Ba-Phalaborwa’s own draft budget provides for a deficit and is therefore “unfunded”. An unfunded budget is not credible, not sustainable, and cannot lawfully be adopted as a proper financial plan for the municipality.
Ba-Phalaborwa’s budget also makes no meaningful provision to repair and reconstruct the town’s collapsed road network, while the allocations for the repair and maintenance of the electricity system are simply not enough to address the scale of the crisis.
Mopani District Municipality’s budget fails to provide a credible and ring-fenced recovery plan for the water and sanitation collapse affecting Ba-Phalaborwa. As the Water Services Authority, Mopani cannot budget only for selected plants, schemes or bulk infrastructure while failing to clearly fund the reticulation systems, sewer networks, pumps, pipes, and local infrastructure that residents rely on daily.

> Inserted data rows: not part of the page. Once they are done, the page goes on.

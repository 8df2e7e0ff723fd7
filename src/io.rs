//! Small `Read` helpers shared by the box and tag engines.

use std::io;
use std::io::Read;

/// Wraps any [`Read`], tracking how many bytes have passed through it.
///
/// Box and tag payloads are framed by a declared length but otherwise read field-by-field;
/// rather than thread an explicit byte counter through every parse function, each parser reads
/// through a `CountingReader` and compares `bytes_read()` against the declared payload size once
/// it's done.
pub struct CountingReader<R> {
    inner: R,
    count: u64,
}

impl<R: Read> CountingReader<R> {
    pub fn new(inner: R) -> Self {
        CountingReader { inner, count: 0 }
    }

    pub fn bytes_read(&self) -> u64 {
        self.count
    }

    pub fn into_inner(self) -> R {
        self.inner
    }

    /// Reads and discards `n` bytes, e.g. to skip a box's reserved fields.
    pub fn skip(&mut self, n: u64) -> io::Result<()> {
        let mut remaining = n;
        let mut buf = [0u8; 256];
        while remaining > 0 {
            let chunk = remaining.min(buf.len() as u64) as usize;
            self.read_exact(&mut buf[..chunk])?;
            remaining -= chunk as u64;
        }
        Ok(())
    }

    pub fn read_u8(&mut self) -> io::Result<u8> {
        let mut buf = [0u8; 1];
        self.read_exact(&mut buf)?;
        Ok(buf[0])
    }

    pub fn read_u16be(&mut self) -> io::Result<u16> {
        let mut buf = [0u8; 2];
        self.read_exact(&mut buf)?;
        Ok(u16::from_be_bytes(buf))
    }

    pub fn read_i16be(&mut self) -> io::Result<i16> {
        Ok(self.read_u16be()? as i16)
    }

    pub fn read_u24be(&mut self) -> io::Result<u32> {
        let mut buf = [0u8; 3];
        self.read_exact(&mut buf)?;
        Ok(u32::from(buf[0]) << 16 | u32::from(buf[1]) << 8 | u32::from(buf[2]))
    }

    pub fn read_i24be(&mut self) -> io::Result<i32> {
        let v = self.read_u24be()?;
        // sign-extend the 24th bit
        Ok(((v << 8) as i32) >> 8)
    }

    pub fn read_u32be(&mut self) -> io::Result<u32> {
        let mut buf = [0u8; 4];
        self.read_exact(&mut buf)?;
        Ok(u32::from_be_bytes(buf))
    }

    pub fn read_i32be(&mut self) -> io::Result<i32> {
        Ok(self.read_u32be()? as i32)
    }

    pub fn read_u64be(&mut self) -> io::Result<u64> {
        let mut buf = [0u8; 8];
        self.read_exact(&mut buf)?;
        Ok(u64::from_be_bytes(buf))
    }

    pub fn read_vec(&mut self, n: usize) -> io::Result<Vec<u8>> {
        let mut buf = vec![0u8; n];
        self.read_exact(&mut buf)?;
        Ok(buf)
    }
}

impl<R: Read> Read for CountingReader<R> {
    fn read(&mut self, buf: &mut [u8]) -> io::Result<usize> {
        let n = self.inner.read(buf)?;
        self.count += n as u64;
        Ok(n)
    }
}

#[cfg(test)]
mod test {
    use super::*;

    #[test]
    fn counts_bytes_read() {
        let mut r = CountingReader::new(&b"hello world"[..]);
        assert_eq!(r.read_u8().unwrap(), b'h');
        assert_eq!(r.read_u32be().unwrap(), u32::from_be_bytes(*b"ello"));
        assert_eq!(r.bytes_read(), 5);
        r.skip(1).unwrap();
        assert_eq!(r.bytes_read(), 6);
        assert_eq!(r.read_vec(5).unwrap(), b"world");
        assert_eq!(r.bytes_read(), 11);
    }

    #[test]
    fn reads_big_endian_signed() {
        let mut r = CountingReader::new(&[0xff, 0xff, 0xff][..]);
        assert_eq!(r.read_i24be().unwrap(), -1);
    }
}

Phalaborwa is in crisis. Years of reckless ANC governance, neglect, and failure to maintain infrastructure left the town’s electricity network, water and sanitation systems, roads, and stormwater infrastructure decrepit before the January floods. The floods then worsened an already collapsing system.

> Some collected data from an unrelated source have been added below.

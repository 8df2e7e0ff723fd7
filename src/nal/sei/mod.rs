//! Parser for Supplemental Enhancement Information messages (spec Annex D).
//!
//! An SEI NAL unit's RBSP carries a sequence of `sei_message()`s, each a `payloadType`/
//! `payloadSize` pair (both encoded as a run of `0xff` continuation bytes followed by a
//! final byte, `ff_byte* last_byte`) followed by `payloadSize` bytes of payload. [`SeiReader`]
//! walks that sequence and hands back each message as a [`SeiMessage`]; the individual
//! `payloadType` submodules know how to interpret the payload bytes further.

pub mod buffering_period;
pub mod pic_timing;
pub mod user_data_unregistered;

use std::io;
use std::io::BufRead;

#[derive(Debug, Copy, Clone, PartialEq, Eq)]
pub enum HeaderType {
    BufferingPeriod,
    PicTiming,
    PanScanRect,
    FillerPayload,
    UserDataRegisteredItuTT35,
    UserDataUnregistered,
    RecoveryPoint,
    DecRefPicMarkingRepetition,
    SparePic,
    SceneInfo,
    SubSeqInfo,
    SubSeqLayerCharacteristics,
    SubSeqCharacteristics,
    FullFrameFreeze,
    FullFrameFreezeRelease,
    FullFrameSnapshot,
    ProgressiveRefinementSegmentStart,
    ProgressiveRefinementSegmentEnd,
    MotionConstrainedSliceGroupSet,
    FilmGrainCharacteristics,
    DeblockingFilterDisplayPreference,
    StereoVideoInfo,
    PostFilterHint,
    ToneMappingInfo,
    ScalabilityInfo,
    SubPicScalableLayer,
    NonRequiredLayerRep,
    PriorityLayerInfo,
    LayersNotPresent,
    LayerDependencyChange,
    ScalableNesting,
    BaseLayerTemporalHrd,
    QualityLayerIntegrityCheck,
    RedundantPicProperty,
    Tl0DepRepIndex,
    TlSwitchingPoint,
    ParallelDecodingInfo,
    MvcScalableNesting,
    ViewScalabilityInfo,
    MultiviewSceneInfo,
    MultiviewAcquisitionInfo,
    NonRequiredViewComponent,
    ViewDependencyChange,
    OperationPointsNotPresent,
    BaseViewTemporalHrd,
    FramePackingArrangement,
    MultiviewViewPosition,
    DisplayOrientation,
    MvcdScalableNesting,
    MvcdViewScalabilityInfo,
    DepthRepresentationInfo,
    ThreeDimensionalReferenceDisplaysInfo,
    DepthTiming,
    DepthSamplingInfo,
    ConstrainedDepthParameterSetIdentifier,
    GreenMetadata,
    MasteringDisplayColourVolume,
    ColourRemappingInfo,
    AlternativeTransferCharacteristics,
    AlternativeDepthInfo,
    ReservedSeiMessage(u32),
}
impl HeaderType {
    fn from_id(id: u32) -> HeaderType {
        match id {
            0 => HeaderType::BufferingPeriod,
            1 => HeaderType::PicTiming,
            2 => HeaderType::PanScanRect,
            3 => HeaderType::FillerPayload,
            4 => HeaderType::UserDataRegisteredItuTT35,
            5 => HeaderType::UserDataUnregistered,
            6 => HeaderType::RecoveryPoint,
            7 => HeaderType::DecRefPicMarkingRepetition,
            8 => HeaderType::SparePic,
            9 => HeaderType::SceneInfo,
            10 => HeaderType::SubSeqInfo,
            11 => HeaderType::SubSeqLayerCharacteristics,
            12 => HeaderType::SubSeqCharacteristics,
            13 => HeaderType::FullFrameFreeze,
            14 => HeaderType::FullFrameFreezeRelease,
            15 => HeaderType::FullFrameSnapshot,
            16 => HeaderType::ProgressiveRefinementSegmentStart,
            17 => HeaderType::ProgressiveRefinementSegmentEnd,
            18 => HeaderType::MotionConstrainedSliceGroupSet,
            19 => HeaderType::FilmGrainCharacteristics,
            20 => HeaderType::DeblockingFilterDisplayPreference,
            21 => HeaderType::StereoVideoInfo,
            22 => HeaderType::PostFilterHint,
            23 => HeaderType::ToneMappingInfo,
            24 => HeaderType::ScalabilityInfo,
            25 => HeaderType::SubPicScalableLayer,
            26 => HeaderType::NonRequiredLayerRep,
            27 => HeaderType::PriorityLayerInfo,
            28 => HeaderType::LayersNotPresent,
            29 => HeaderType::LayerDependencyChange,
            30 => HeaderType::ScalableNesting,
            31 => HeaderType::BaseLayerTemporalHrd,
            32 => HeaderType::QualityLayerIntegrityCheck,
            33 => HeaderType::RedundantPicProperty,
            34 => HeaderType::Tl0DepRepIndex,
            35 => HeaderType::TlSwitchingPoint,
            36 => HeaderType::ParallelDecodingInfo,
            37 => HeaderType::MvcScalableNesting,
            38 => HeaderType::ViewScalabilityInfo,
            39 => HeaderType::MultiviewSceneInfo,
            40 => HeaderType::MultiviewAcquisitionInfo,
            41 => HeaderType::NonRequiredViewComponent,
            42 => HeaderType::ViewDependencyChange,
            43 => HeaderType::OperationPointsNotPresent,
            44 => HeaderType::BaseViewTemporalHrd,
            45 => HeaderType::FramePackingArrangement,
            46 => HeaderType::MultiviewViewPosition,
            47 => HeaderType::DisplayOrientation,
            48 => HeaderType::MvcdScalableNesting,
            49 => HeaderType::MvcdViewScalabilityInfo,
            50 => HeaderType::DepthRepresentationInfo,
            51 => HeaderType::ThreeDimensionalReferenceDisplaysInfo,
            52 => HeaderType::DepthTiming,
            53 => HeaderType::DepthSamplingInfo,
            54 => HeaderType::ConstrainedDepthParameterSetIdentifier,
            56 => HeaderType::GreenMetadata,
            137 => HeaderType::MasteringDisplayColourVolume,
            142 => HeaderType::ColourRemappingInfo,
            147 => HeaderType::AlternativeTransferCharacteristics,
            188 => HeaderType::AlternativeDepthInfo,
            _ => HeaderType::ReservedSeiMessage(id),
        }
    }
}

#[derive(Debug)]
pub enum SeiError {
    ReaderError(io::Error),
    /// `payloadSize` claimed more bytes than remained in the RBSP.
    NotEnoughData { payload_type: HeaderType, expected: usize, actual: usize },
}
impl From<io::Error> for SeiError {
    fn from(e: io::Error) -> Self {
        SeiError::ReaderError(e)
    }
}

/// One decoded `sei_message()`: a `payloadType` and the raw bytes of its payload.
///
/// `payload` borrows from the scratch buffer passed to [`SeiReader::from_rbsp_bytes`]; it's
/// only valid until the next call to [`SeiReader::next`].
#[derive(Debug)]
pub struct SeiMessage<'a> {
    pub payload_type: HeaderType,
    pub payload: &'a [u8],
}

/// Splits the RBSP bytes of an SEI NAL unit into individual [`SeiMessage`]s.
///
/// `rbsp_trailing_bits` (a lone `0x80` byte ending the last message) is recognised and
/// ends iteration rather than being read as a malformed message header.
pub struct SeiReader<'scratch, R: BufRead> {
    reader: R,
    scratch: &'scratch mut Vec<u8>,
}
impl<'scratch, R: BufRead> SeiReader<'scratch, R> {
    pub fn from_rbsp_bytes(reader: R, scratch: &'scratch mut Vec<u8>) -> SeiReader<'scratch, R> {
        SeiReader { reader, scratch }
    }

    /// Reads one `ff_byte* last_byte` varint, returning `None` at end of input.
    fn read_size_field(&mut self) -> Result<Option<u32>, SeiError> {
        let mut total: u32 = 0;
        loop {
            let mut b = [0u8; 1];
            if self.reader.read(&mut b)? == 0 {
                return Ok(None);
            }
            total += u32::from(b[0]);
            if b[0] != 0xff {
                return Ok(Some(total));
            }
        }
    }

    /// Returns the next message in the NAL unit, or `None` once only
    /// `rbsp_trailing_bits()` remains.
    pub fn next(&mut self) -> Result<Option<SeiMessage<'_>>, SeiError> {
        let payload_type = match self.read_size_field()? {
            None => return Ok(None),
            Some(id) => HeaderType::from_id(id),
        };
        let payload_size = match self.read_size_field()? {
            None => return Ok(None),
            Some(size) => size as usize,
        };
        self.scratch.clear();
        self.scratch.resize(payload_size, 0);
        self.reader.read_exact(&mut self.scratch[..]).map_err(|e| {
            if e.kind() == io::ErrorKind::UnexpectedEof {
                SeiError::NotEnoughData {
                    payload_type,
                    expected: payload_size,
                    actual: 0,
                }
            } else {
                SeiError::ReaderError(e)
            }
        })?;
        Ok(Some(SeiMessage {
            payload_type,
            payload: &self.scratch[..],
        }))
    }
}

#[cfg(test)]
mod test {
    use super::*;

    #[test]
    fn two_messages() {
        let data = [
            0x01, 0x01, 0x01, // PicTiming, len 1, payload [0x01]
            0x02, 0x02, 0x02, 0x02, // PanScanRect, len 2, payload [0x02, 0x02]
        ];
        let mut scratch = Vec::new();
        let mut r = SeiReader::from_rbsp_bytes(&data[..], &mut scratch);

        let msg = r.next().unwrap().unwrap();
        assert_eq!(msg.payload_type, HeaderType::PicTiming);
        assert_eq!(msg.payload, &[0x01][..]);

        let msg = r.next().unwrap().unwrap();
        assert_eq!(msg.payload_type, HeaderType::PanScanRect);
        assert_eq!(msg.payload, &[0x02, 0x02][..]);

        assert!(r.next().unwrap().is_none());
    }

    #[test]
    fn long_form_size() {
        // payloadType 0xff 0x01 => BufferingPeriod (0xff continuation then 1 more => id 1... )
        // use a payloadSize needing one continuation byte: 0xff 0x05 => 255+5 = 260 bytes.
        let mut data = vec![0x00, 0xff, 0x05];
        data.extend(std::iter::repeat(0xAA).take(260));
        let mut scratch = Vec::new();
        let mut r = SeiReader::from_rbsp_bytes(&data[..], &mut scratch);
        let msg = r.next().unwrap().unwrap();
        assert_eq!(msg.payload_type, HeaderType::BufferingPeriod);
        assert_eq!(msg.payload.len(), 260);
        assert!(msg.payload.iter().all(|&b| b == 0xAA));
    }

    #[test]
    fn truncated_payload_errors() {
        let data = [0x05, 0x10, 0x01, 0x02]; // claims 16 bytes, only 2 present
        let mut scratch = Vec::new();
        let mut r = SeiReader::from_rbsp_bytes(&data[..], &mut scratch);
        match r.next() {
            Err(SeiError::NotEnoughData { payload_type, expected, .. }) => {
                assert_eq!(payload_type, HeaderType::UserDataUnregistered);
                assert_eq!(expected, 16);
            }
            other => panic!("expected NotEnoughData, got {:?}", other),
        }
    }
}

Four months have passed since the January 2026 floods. Yet both Ba-Phalaborwa Municipality and Mopani District Municipality have still not presented a clear plan to stabilise service delivery, repair and reconstruct collapsed infrastructure, or address the systemic failures that caused the crisis.

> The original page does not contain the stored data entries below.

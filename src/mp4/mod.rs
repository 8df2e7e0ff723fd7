//! ISO/IEC 14496-12 ("ISOBMFF") box parsing: a sequential, single-pass reader over the top-level
//! box list of an MP4/CMAF file, covering both plain (`moov`+`mdat`) and fragmented
//! (`moov`+`mvex`, then repeated `moof`+`mdat` pairs) layouts.
//!
//! The whole input is expected to already be in memory; every accessor below borrows from it
//! rather than copying, following the same `&'buf [u8]`-backed style as [`crate::avcc`].

pub mod boxes;
pub mod header;

pub use header::BoxError;

use boxes::ftyp::FtypBox;
use boxes::mdat::MdatBox;
use boxes::misc::{FreeBox, UuidBox, WideBox};
use boxes::moof::MoofBox;
use boxes::moov::MoovBox;
use boxes::sidx::SidxBox;
use header::BoxIter;

use crate::warning::{Warning, Warnings};

/// One `moof`/`mdat` pair making up a single movie fragment. Per the fragmented-MP4 layout, the
/// `mdat` carrying this fragment's sample bytes always follows its `moof` (though other boxes,
/// like `sidx`, may appear between them) -- `mdat` is `None` until that happens. `moof` is `None`
/// for a fragment synthesised to hold a second `mdat` that arrived after its pair was already
/// complete -- see [`Boxes::push_mdat`].
pub struct Fragment<'buf> {
    pub moof: Option<MoofBox>,
    pub mdat: Option<&'buf [u8]>,
}

/// The parsed top-level box list of an MP4 file.
pub struct Boxes<'buf> {
    /// The entire original input. `stco`/`co64` chunk offsets are absolute file offsets, so
    /// resolving a plain (non-fragmented) sample's bytes means slicing this rather than any
    /// single `mdat` entry above.
    pub data: &'buf [u8],
    pub ftyp: Option<FtypBox<'buf>>,
    pub moov: Option<MoovBox<'buf>>,
    pub sidx: Vec<SidxBox>,
    /// `moof`/`mdat` pairs, in file order, for fragmented input.
    pub fragments: Vec<Fragment<'buf>>,
    /// Standalone `mdat` boxes -- the sample data of a plain (non-fragmented) file.
    pub mdat: Vec<&'buf [u8]>,
    pub free: Vec<FreeBox<'buf>>,
    pub wide: Vec<WideBox<'buf>>,
    pub uuid: Vec<UuidBox<'buf>>,
}

impl<'buf> Boxes<'buf> {
    /// Parses every top-level box in `data` in one sequential pass. A box whose header or
    /// declared payload doesn't fit in what remains stops the walk; whatever was parsed up to
    /// that point is still returned to the caller rather than discarded. Non-fatal problems
    /// noticed along the way (like an `mdat` that can't be paired to the `moof` that preceded it)
    /// are recorded in `warnings` rather than aborting the parse.
    pub fn parse(data: &'buf [u8], warnings: &mut Warnings) -> Boxes<'buf> {
        let mut out = Boxes {
            data,
            ftyp: None,
            moov: None,
            sidx: Vec::new(),
            fragments: Vec::new(),
            mdat: Vec::new(),
            free: Vec::new(),
            wide: Vec::new(),
            uuid: Vec::new(),
        };
        for item in BoxIter::new(data) {
            let (header, payload) = match item {
                Ok(v) => v,
                Err(_) => break,
            };
            match &header.box_type {
                b"ftyp" => out.ftyp = FtypBox::parse(payload).ok(),
                b"moov" => out.moov = Some(MoovBox::parse(payload)),
                b"sidx" => {
                    if let Ok(s) = SidxBox::parse(payload) {
                        out.sidx.push(s);
                    }
                }
                b"moof" => out.fragments.push(Fragment {
                    moof: Some(MoofBox::parse(payload)),
                    mdat: None,
                }),
                b"mdat" => out.push_mdat(MdatBox::parse(payload).data, warnings),
                b"free" | b"skip" => out.free.push(FreeBox::parse(payload)),
                b"wide" => out.wide.push(WideBox::parse(payload)),
                header::TYPE_UUID => out.uuid.push(UuidBox::parse(header.user_type, payload)),
                _ => {}
            }
        }
        out
    }

    /// Routes a top-level `mdat` to the most recently opened fragment that hasn't claimed one
    /// yet. A fragment whose `mdat` slot is already filled (unusual but not precluded by the
    /// format) gets a fresh, `moof`-less pair appended instead of silently rerouting this `mdat`
    /// to the standalone list, and a warning is recorded so the caller notices the irregular
    /// fragment.
    fn push_mdat(&mut self, data: &'buf [u8], warnings: &mut Warnings) {
        if let Some(fragment) = self.fragments.last_mut() {
            if fragment.mdat.is_none() {
                fragment.mdat = Some(data);
                return;
            }
            warnings.push(Warning::UnpairedMdat);
            self.fragments.push(Fragment {
                moof: None,
                mdat: Some(data),
            });
            return;
        }
        self.mdat.push(data);
    }

    /// Whether this file uses movie fragments (`mvex` present, or at least one `moof` seen).
    pub fn is_fragmented(&self) -> bool {
        !self.fragments.is_empty()
            || self
                .moov
                .as_ref()
                .map(|m| m.mvex.is_some())
                .unwrap_or(false)
    }
}

#[cfg(test)]
mod test {
    use super::*;

    #[test]
    fn parses_ftyp_then_standalone_mdat() {
        let mut data = hex!("00 00 00 10" "66 74 79 70") // ftyp, size 16
            .to_vec();
        data.extend_from_slice(&hex!("69 73 6f 6d" "00 00 00 00")); // major_brand, minor_version
        data.extend_from_slice(&hex!("00 00 00 09" "6d 64 61 74" "ab")); // mdat, 1 byte payload

        let mut warnings = Warnings::new();
        let boxes = Boxes::parse(&data, &mut warnings);
        assert!(boxes.ftyp.is_some());
        assert!(!boxes.is_fragmented());
        assert_eq!(boxes.mdat.len(), 1);
        assert_eq!(boxes.mdat[0], &[0xab]);
        assert!(boxes.fragments.is_empty());
        assert!(warnings.is_empty());
    }

    #[test]
    fn pairs_moof_with_following_mdat() {
        let mut data = hex!("00 00 00 08" "6d 6f 6f 66").to_vec(); // moof, empty payload
        data.extend_from_slice(&hex!("00 00 00 09" "6d 64 61 74" "cd")); // mdat, 1 byte payload

        let mut warnings = Warnings::new();
        let boxes = Boxes::parse(&data, &mut warnings);
        assert!(boxes.is_fragmented());
        assert_eq!(boxes.fragments.len(), 1);
        assert_eq!(boxes.fragments[0].mdat, Some(&[0xcd][..]));
        assert!(boxes.mdat.is_empty());
        assert!(warnings.is_empty());
    }

    #[test]
    fn second_mdat_after_paired_moof_appends_a_fresh_fragment_and_warns() {
        let mut data = hex!("00 00 00 08" "6d 6f 6f 66").to_vec(); // moof, empty payload
        data.extend_from_slice(&hex!("00 00 00 09" "6d 64 61 74" "cd")); // mdat, paired with the moof above
        data.extend_from_slice(&hex!("00 00 00 09" "6d 64 61 74" "ef")); // second mdat, already-paired moof

        let mut warnings = Warnings::new();
        let boxes = Boxes::parse(&data, &mut warnings);
        assert_eq!(boxes.fragments.len(), 2);
        assert!(boxes.fragments[0].moof.is_some());
        assert_eq!(boxes.fragments[0].mdat, Some(&[0xcd][..]));
        assert!(boxes.fragments[1].moof.is_none());
        assert_eq!(boxes.fragments[1].mdat, Some(&[0xef][..]));
        assert!(boxes.mdat.is_empty());
        assert_eq!(warnings.as_slice(), &[Warning::UnpairedMdat]);
    }
}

The draft budgets do not respond to the hardship faced by residents. They make no meaningful effort to address the dire situation and appear to have been drafted as though it is business as usual. The community’s frustration culminated in a walkout from the combined IDP/Budget consultation meeting.
Residents are being asked to pay more in tariffs and rates while both municipalities fail to show how they will stabilise basic services, repair collapsed infrastructure, and recover from the floods.
The DA will continue to fight for Phalaborwa residents and will demand revised budgets, ring-fenced recovery plans, and clear implementation timelines.
Ethical governance means putting the community first — not presenting residents with budgets that ignore the scale of the crisis.
In the November local government elections, Phalaborwa residents will have the opportunity to remove those who have presided over this collapse and vote for ethical and responsible governance under the DA.